The Fouke Monster, also known as the Southern Sasquatch, is a legendary cryptid reported near the town of Fouke in Miller County, Arkansas (see map[1]) during the early 1970s, where it was accused of attacking a local family. Initial sightings of the creature were concentrated in the Jonesville/Boggy Creek area, where it was blamed for the death of local livestock. Later, sightings were made several hundred miles to the north and the east of Fouke.

The creature was named by journalist Jim Powell, who reported on it for the Texarkana Gazette and the Texarkana Daily News.[2]

The Fouke Monster was also covered by the state desk headed by Norman L. Richardson of the Shreveport Times. It has been the subject of several films and a number of books.



Various reports of the creature made between 1971 and 1974 described the creature as being a large hominid-like creature covered in long dark hair, which was estimated to be about 7 feet (2 m) tall with a weight of 250–300 pounds (110–140 kg). Witnesses said that its chest was about 3 feet (1 m) wide.[3] Later reports, published during the early 1980s, claimed that it was far larger, with one report describing it as 10 feet (3 m) tall, with an estimated weight of 800 pounds (360 kg).[4]

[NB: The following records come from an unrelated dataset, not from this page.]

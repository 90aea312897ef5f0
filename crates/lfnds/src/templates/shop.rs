//! Checkout page configuration.

use super::{format_amount, suggested_round_up};
use crate::configuration::{BaseConfiguration, Configuration};
use lfnds_core::{ElefundsResult, View};
use lfnds_rest::{HttpTransport, SDK_MODULE, SDK_VERSION};
use serde::Serialize;
use serde_json::{json, Value};
use std::any::Any;
use tracing::debug;

pub const SHOP_TEMPLATE: &str = "Shop";

#[derive(Debug, Clone, Copy, Default, PartialEq, Eq, Serialize)]
#[serde(rename_all = "lowercase")]
pub enum Theme {
    #[default]
    Light,
    Dark,
}

/// Look of the donation module: a theme plus a named or hex color
#[derive(Debug, Clone, PartialEq, Eq, Serialize)]
pub struct Skin {
    pub theme: Theme,
    pub color: String,
}

impl Skin {
    pub fn new(theme: Theme, color: impl Into<String>) -> Self {
        Self {
            theme,
            color: color.into(),
        }
    }
}

impl Default for Skin {
    fn default() -> Self {
        Self::new(Theme::Light, "orange")
    }
}

/// Configuration for the checkout page offering the donation
#[derive(Debug)]
pub struct ShopConfiguration {
    base: BaseConfiguration,
    skin: Skin,
}

impl ShopConfiguration {
    /// Configuration talking to the API over HTTPS and rendering through `view`
    pub fn new<V>(view: V) -> ElefundsResult<Self>
    where
        V: View + 'static,
    {
        let mut base = BaseConfiguration::new();
        base.set_transport(HttpTransport::new()?).set_view(view);
        base.set_version_and_module_identifier(SDK_VERSION, SDK_MODULE)?;
        Ok(Self::from_base(base))
    }

    /// Wrap an already assembled configuration
    pub fn from_base(base: BaseConfiguration) -> Self {
        Self {
            base,
            skin: Skin::default(),
        }
    }

    pub fn skin(&self) -> &Skin {
        &self.skin
    }

    pub fn set_skin(&mut self, skin: Skin) -> ElefundsResult<()> {
        let value = skin_value(&skin);
        self.skin = skin;
        self.base.view_mut()?.assign("skin", value);
        Ok(())
    }

    /// Hand the order total, without donation, to the view along with the
    /// suggested round-up.
    pub fn set_sum_excluding_donation(&mut self, cents: i64) -> ElefundsResult<()> {
        let round_up = suggested_round_up(cents);
        debug!("Sum excluding donation {}, suggesting {}", cents, round_up);

        self.base.view_mut()?.assign_all(vec![
            ("sumExcludingDonation".to_string(), json!(cents)),
            (
                "sumExcludingDonationFormatted".to_string(),
                json!(format_amount(cents)),
            ),
            ("suggestedRoundUp".to_string(), json!(round_up)),
            (
                "suggestedRoundUpFormatted".to_string(),
                json!(format_amount(round_up)),
            ),
        ]);
        Ok(())
    }
}

fn skin_value(skin: &Skin) -> Value {
    json!({ "theme": skin.theme, "color": skin.color })
}

impl Configuration for ShopConfiguration {
    fn base(&self) -> &BaseConfiguration {
        &self.base
    }

    fn base_mut(&mut self) -> &mut BaseConfiguration {
        &mut self.base
    }

    fn as_any(&self) -> &dyn Any {
        self
    }

    fn as_any_mut(&mut self) -> &mut dyn Any {
        self
    }

    fn init(&mut self) -> ElefundsResult<()> {
        let skin = skin_value(&self.skin);
        let countrycode = json!(self.base.countrycode());
        let client_id = json!(self.base.client_id());

        self.base.view_mut()?.assign_all(vec![
            ("skin".to_string(), skin),
            ("countrycode".to_string(), countrycode),
            ("clientId".to_string(), client_id),
        ]);
        Ok(())
    }

    fn default_template(&self) -> &str {
        SHOP_TEMPLATE
    }
}

#[cfg(test)]
mod tests {
    use super::*;
    use lfnds_core::{codes, ElefundsError};
    use std::collections::HashMap;
    use std::sync::{Arc, Mutex};

    type Assigned = Arc<Mutex<HashMap<String, Value>>>;

    #[derive(Default)]
    struct RecordingView {
        assigned: Assigned,
    }

    impl View for RecordingView {
        fn assign(&mut self, name: &str, value: Value) {
            self.assigned.lock().unwrap().insert(name.to_string(), value);
        }

        fn render_template(&self, name: &str) -> ElefundsResult<String> {
            Err(ElefundsError::view(codes::TEMPLATE_NOT_FOUND, name))
        }

        fn css_tag_strings(&self) -> Vec<String> {
            Vec::new()
        }

        fn javascript_tag_strings(&self) -> Vec<String> {
            Vec::new()
        }
    }

    fn shop() -> (ShopConfiguration, Assigned) {
        let view = RecordingView::default();
        let assigned = view.assigned.clone();
        let mut base = BaseConfiguration::new();
        base.set_client_id(1001).set_api_key("secret").set_view(view);
        (ShopConfiguration::from_base(base), assigned)
    }

    #[test]
    fn test_new_installs_http_transport_with_sdk_agent() {
        let config = ShopConfiguration::new(RecordingView::default()).unwrap();
        let agent = config.base().transport().unwrap().user_agent().to_string();
        assert_eq!(agent, format!("elefunds-sdk v{}", SDK_VERSION));
        assert_eq!(config.default_template(), "Shop");
    }

    #[test]
    fn test_init_assigns_defaults() {
        let (mut config, assigned) = shop();
        config.base_mut().set_countrycode("de").unwrap();
        config.init().unwrap();

        let assigned = assigned.lock().unwrap();
        assert_eq!(assigned["skin"], json!({"theme": "light", "color": "orange"}));
        assert_eq!(assigned["countrycode"], "de");
        assert_eq!(assigned["clientId"], 1001);
    }

    #[test]
    fn test_init_without_view_fails() {
        let mut config = ShopConfiguration::from_base(BaseConfiguration::new());
        let err = config.init().unwrap_err();
        assert_eq!(err.code(), codes::VIEW_MISSING);
    }

    #[test]
    fn test_sum_excluding_donation() {
        let (mut config, assigned) = shop();
        config.set_sum_excluding_donation(960).unwrap();

        let assigned = assigned.lock().unwrap();
        assert_eq!(assigned["sumExcludingDonation"], 960);
        assert_eq!(assigned["sumExcludingDonationFormatted"], "9.60");
        assert_eq!(assigned["suggestedRoundUp"], 40);
        assert_eq!(assigned["suggestedRoundUpFormatted"], "0.40");
    }

    #[test]
    fn test_set_skin() {
        let (mut config, assigned) = shop();
        config.set_skin(Skin::new(Theme::Dark, "#00efa2")).unwrap();

        assert_eq!(config.skin().theme, Theme::Dark);
        assert_eq!(
            assigned.lock().unwrap()["skin"],
            json!({"theme": "dark", "color": "#00efa2"})
        );
    }
}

Some accounts describe the Fouke Monster as running in a 'hunched/slouched' posture and swinging its arms in a similar fashion to a monkey.[4] Reports also describe it as having a terrible odor and as having bright red eyes, about the size of silver dollars.[5]

A variety of tracks and claw marks have been discovered which are claimed to belong to the creature. One set of foot prints reportedly measured 17 inches (43 cm) in length and 7 inches (18 cm) wide,[6] another appeared to show that the creature only had three toes (this one was faked, the others looked like normal Bigfoot footprints).[2]



Pre 1971

Although most cases date from the early 1970s onwards, Fouke residents claim that an apelike creature had roamed the area since 1964,[7] but that sightings had not been reported to news services. Local legend also holds that the creature can be further traced back to sightings in 1946.[8] Most early sightings were in the region of Jonesville. Owing to this, the creature was known as the "Jonesville Monster" during this period.[9]

Post 1971

Despite claims of earlier sightings, the Fouke Monster first made headlines in 1971, when it was reported to have attacked the home of Bobby and Elizabeth Ford late on the night of May 1.[10][11][5]

According to Elizabeth Ford, the creature, which she initially took to be a bear, reached through a screen window while she was sleeping on a couch. It was chased away by her husband and his brother Don, who were returning from a hunting trip. The creature returned shortly after midnight (Sunday, May 2), when it was reported to have grabbed Bobby Ford across the shoulders as he stood on the porch, throwing him to the ground. Bobby managed to crawl free and was later treated in St. Michael Hospital, Texarkana, for scratches across his back.[12] He was suffering from mild shock when he arrived.[13]

During the encounters, the Fords fired several shots at the creature and believed that they had hit it, though no traces of blood were found. An extensive search of the area failed to locate the creature but found three-toed footprints close to the house, scratch marks on the porch, and some damage to a window and the house's siding.[12]

According to the Fords, they had heard something moving around outside late at night several nights before their encounter but, having lived in the house for less than a week, had never encountered the creature before.[12]

The creature was spotted again on May 23, when three people, D. Woods, Wilma Woods, and Mrs. R Sedgass, reported seeing an ape-like creature crossing Highway 71.[14] More sightings were made over the following months by local residents and tourists, who found additional footprints.[15] The best known footprints were found in a soybean field belonging to local gas station owner Willie E. Smith. They were scrutinized by game warden Carl Galyon, who was unable to confirm their authenticity.[2] Like the Ford prints, they appeared to indicate that the creature had only three toes.[16] (inc Picture)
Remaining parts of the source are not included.